## Data for the task
● ● ● ● ● ● ●
mod app;
mod command;
mod config;
mod consts;
mod engine;
mod highscore;
mod ticker;
mod util;
mod view;
use crate::app::App;
use crate::config::Config;
use anyhow::Context;
use lexopt::{Arg, Parser};
use log::{info, LevelFilter};
use std::io::ErrorKind;
use std::path::{Path, PathBuf};
use std::process::ExitCode;

const USAGE: &str = "\
Usage: gridsnake [-c|--config <path>]

Play snake on a 20x20 grid in the terminal.

Options:
  -c, --config <path>   Read configuration from the given file
  -h, --help            Display this help message and exit
  -V, --version         Show the program version and exit
";

#[derive(Clone, Debug, Eq, PartialEq)]
enum Cli {
    Run { config: Option<PathBuf> },
    Help,
    Version,
}

impl Cli {
    fn from_parser(mut parser: Parser) -> Result<Cli, lexopt::Error> {
        let mut config = None;
        while let Some(arg) = parser.next()? {
            match arg {
                Arg::Short('c') | Arg::Long("config") => {
                    config = Some(PathBuf::from(parser.value()?));
                }
                Arg::Short('h') | Arg::Long("help") => return Ok(Cli::Help),
                Arg::Short('V') | Arg::Long("version") => return Ok(Cli::Version),
                _ => return Err(arg.unexpected()),
            }
        }
        Ok(Cli::Run { config })
    }
}

fn main() -> ExitCode {
    match Cli::from_parser(Parser::from_env()) {
        Ok(Cli::Run { config }) => match play(config) {
            Ok(()) => ExitCode::SUCCESS,
            Err(e) => {
                eprintln!("gridsnake: {e:?}");
                ExitCode::FAILURE
            }
        },
        Ok(Cli::Help) => {
            print!("{USAGE}");
            ExitCode::SUCCESS
        }
        Ok(Cli::Version) => {
            println!("gridsnake {}", env!("CARGO_PKG_VERSION"));
            ExitCode::SUCCESS
        }
        Err(e) => {
            eprintln!("gridsnake: {e}");
            eprintln!("Run `gridsnake --help` for usage");
            ExitCode::from(2)
        }
    }
}

fn play(config_path: Option<PathBuf>) -> anyhow::Result<()> {
    let config = match config_path {
        Some(path) => Config::load(&path, false)
            .with_context(|| format!("failed to load configuration from {}", path.display()))?,
        None => {
            let path = Config::default_path()?;
            Config::load(&path, true)
                .with_context(|| format!("failed to load configuration from {}", path.display()))?
        }
    };
    if let Some(logfile) = config.log_file() {
        init_logging(&logfile, config.logging.level)?;
    }
    info!("Starting gridsnake {}", env!("CARGO_PKG_VERSION"));
    let app = App::new(&config);
    match app.high_score_path() {
        Some(p) => info!("High score file: {}", p.display()),
        None => info!("High score will not be saved"),
    }
    let terminal = ratatui::init();
    let r = app.run(terminal);
    ratatui::restore();
    match r {
        Err(e) if e.kind() == ErrorKind::BrokenPipe => Ok(()),
        r => r.context("terminal I/O failed"),
    }
}

fn init_logging(path: &Path, level: LevelFilter) -> anyhow::Result<()> {
    if let Some(parent) = path.parent().filter(|p| !p.as_os_str().is_empty()) {
        fs_err::create_dir_all(parent).context("failed to create log directory")?;
    }
    let file = fs_err::File::create(path).context("failed to open log file")?;
    simplelog::WriteLogger::init(level, simplelog::Config::default(), file)
        .context("failed to initialize logger")?;
    Ok(())
}

#[cfg(test)]
mod tests {
    use super::*;
    use rstest::rstest;

    fn parse(args: &[&str]) -> Result<Cli, lexopt::Error> {
        Cli::from_parser(Parser::from_iter(
            std::iter::once("gridsnake").chain(args.iter().copied()),
        ))
    }

    #[rstest]
    #[case(&[], Cli::Run { config: None })]
    #[case(&["-c", "snake.toml"], Cli::Run { config: Some(PathBuf::from("snake.toml")) })]
    #[case(&["--config=snake.toml"], Cli::Run { config: Some(PathBuf::from("snake.toml")) })]
    #[case(&["--config", "a.toml", "-c", "b.toml"], Cli::Run { config: Some(PathBuf::from("b.toml")) })]
    #[case(&["-h"], Cli::Help)]
    #[case(&["--help"], Cli::Help)]
    #[case(&["-V"], Cli::Version)]
    #[case(&["--version"], Cli::Version)]
    fn test_parse_args(#[case] args: &[&str], #[case] cli: Cli) {
        assert_eq!(parse(args).ok(), Some(cli));
    }

    #[rstest]
    #[case(&["--speed", "3"])]
    #[case(&["extra"])]
    #[case(&["-c"])]
    fn test_bad_args(#[case] args: &[&str]) {
        assert!(parse(args).is_err(), "{args:?} should be rejected");
    }
}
● ● ● ● ● ● ●
## Exercise prompt
Could you write out the full data verbatim?

## Solution
mod app;
mod command;
mod config;
mod consts;
mod engine;
mod highscore;
mod ticker;
mod util;
mod view;
use crate::app::App;
use crate::config::Config;
use anyhow::Context;
use lexopt::{Arg, Parser};
use log::{info, LevelFilter};
use std::io::ErrorKind;
use std::path::{Path, PathBuf};
use std::process::ExitCode;

const USAGE: &str = "\
Usage: gridsnake [-c|--config <path>]

Play snake on a 20x20 grid in the terminal.

Options:
  -c, --config <path>   Read configuration from the given file
  -h, --help            Display this help message and exit
  -V, --version         Show the program version and exit
";

#[derive(Clone, Debug, Eq, PartialEq)]
enum Cli {
    Run { config: Option<PathBuf> },
    Help,
    Version,
}

impl Cli {
    fn from_parser(mut parser: Parser) -> Result<Cli, lexopt::Error> {
        let mut config = None;
        while let Some(arg) = parser.next()? {
            match arg {
                Arg::Short('c') | Arg::Long("config") => {
                    config = Some(PathBuf::from(parser.value()?));
                }
                Arg::Short('h') | Arg::Long("help") => return Ok(Cli::Help),
                Arg::Short('V') | Arg::Long("version") => return Ok(Cli::Version),
                _ => return Err(arg.unexpected()),
            }
        }
        Ok(Cli::Run { config })
    }
}

fn main() -> ExitCode {
    match Cli::from_parser(Parser::from_env()) {
        Ok(Cli::Run { config }) => match play(config) {
            Ok(()) => ExitCode::SUCCESS,
            Err(e) => {
                eprintln!("gridsnake: {e:?}");
                ExitCode::FAILURE
            }
        },
        Ok(Cli::Help) => {
            print!("{USAGE}");
            ExitCode::SUCCESS
        }
        Ok(Cli::Version) => {
            println!("gridsnake {}", env!("CARGO_PKG_VERSION"));
            ExitCode::SUCCESS
        }
        Err(e) => {
            eprintln!("gridsnake: {e}");
            eprintln!("Run `gridsnake --help` for usage");
            ExitCode::from(2)
        }
    }
}

fn play(config_path: Option<PathBuf>) -> anyhow::Result<()> {
    let config = match config_path {
        Some(path) => Config::load(&path, false)
            .with_context(|| format!("failed to load configuration from {}", path.display()))?,
        None => {
            let path = Config::default_path()?;
            Config::load(&path, true)
                .with_context(|| format!("failed to load configuration from {}", path.display()))?
        }
    };
    if let Some(logfile) = config.log_file() {
        init_logging(&logfile, config.logging.level)?;
    }
    info!("Starting gridsnake {}", env!("CARGO_PKG_VERSION"));
    let app = App::new(&config);
    match app.high_score_path() {
        Some(p) => info!("High score file: {}", p.display()),
        None => info!("High score will not be saved"),
    }
    let terminal = ratatui::init();
    let r = app.run(terminal);
    ratatui::restore();
    match r {
        Err(e) if e.kind() == ErrorKind::BrokenPipe => Ok(()),
        r => r.context("terminal I/O failed"),
    }
}

fn init_logging(path: &Path, level: LevelFilter) -> anyhow::Result<()> {
    if let Some(parent) = path.parent().filter(|p| !p.as_os_str().is_empty()) {
        fs_err::create_dir_all(parent).context("failed to create log directory")?;
    }
    let file = fs_err::File::create(path).context("failed to open log file")?;
    simplelog::WriteLogger::init(level, simplelog::Config::default(), file)
        .context("failed to initialize logger")?;
    Ok(())
}

#[cfg(test)]
mod tests {
    use super::*;
    use rstest::rstest;

    fn parse(args: &[&str]) -> Result<Cli, lexopt::Error> {
        Cli::from_parser(Parser::from_iter(
            std::iter::once("gridsnake").chain(args.iter().copied()),
        ))
    }

    #[rstest]
    #[case(&[], Cli::Run { config: None })]
    #[case(&["-c", "snake.toml"], Cli::Run { config: Some(PathBuf::from("snake.toml")) })]
    #[case(&["--config=snake.toml"], Cli::Run { config: Some(PathBuf::from("snake.toml")) })]
    #[case(&["--config", "a.toml", "-c", "b.toml"], Cli::Run { config: Some(PathBuf::from("b.toml")) })]
    #[case(&["-h"], Cli::Help)]
    #[case(&["--help"], Cli::Help)]
    #[case(&["-V"], Cli::Version)]
    #[case(&["--version"], Cli::Version)]
    fn test_parse_args(#[case] args: &[&str], #[case] cli: Cli) {
        assert_eq!(parse(args).ok(), Some(cli));
    }

    #[rstest]
    #[case(&["--speed", "3"])]
    #[case(&["extra"])]
    #[case(&["-c"])]
    fn test_bad_args(#[case] args: &[&str]) {
        assert!(parse(args).is_err(), "{args:?} should be rejected");
    }
}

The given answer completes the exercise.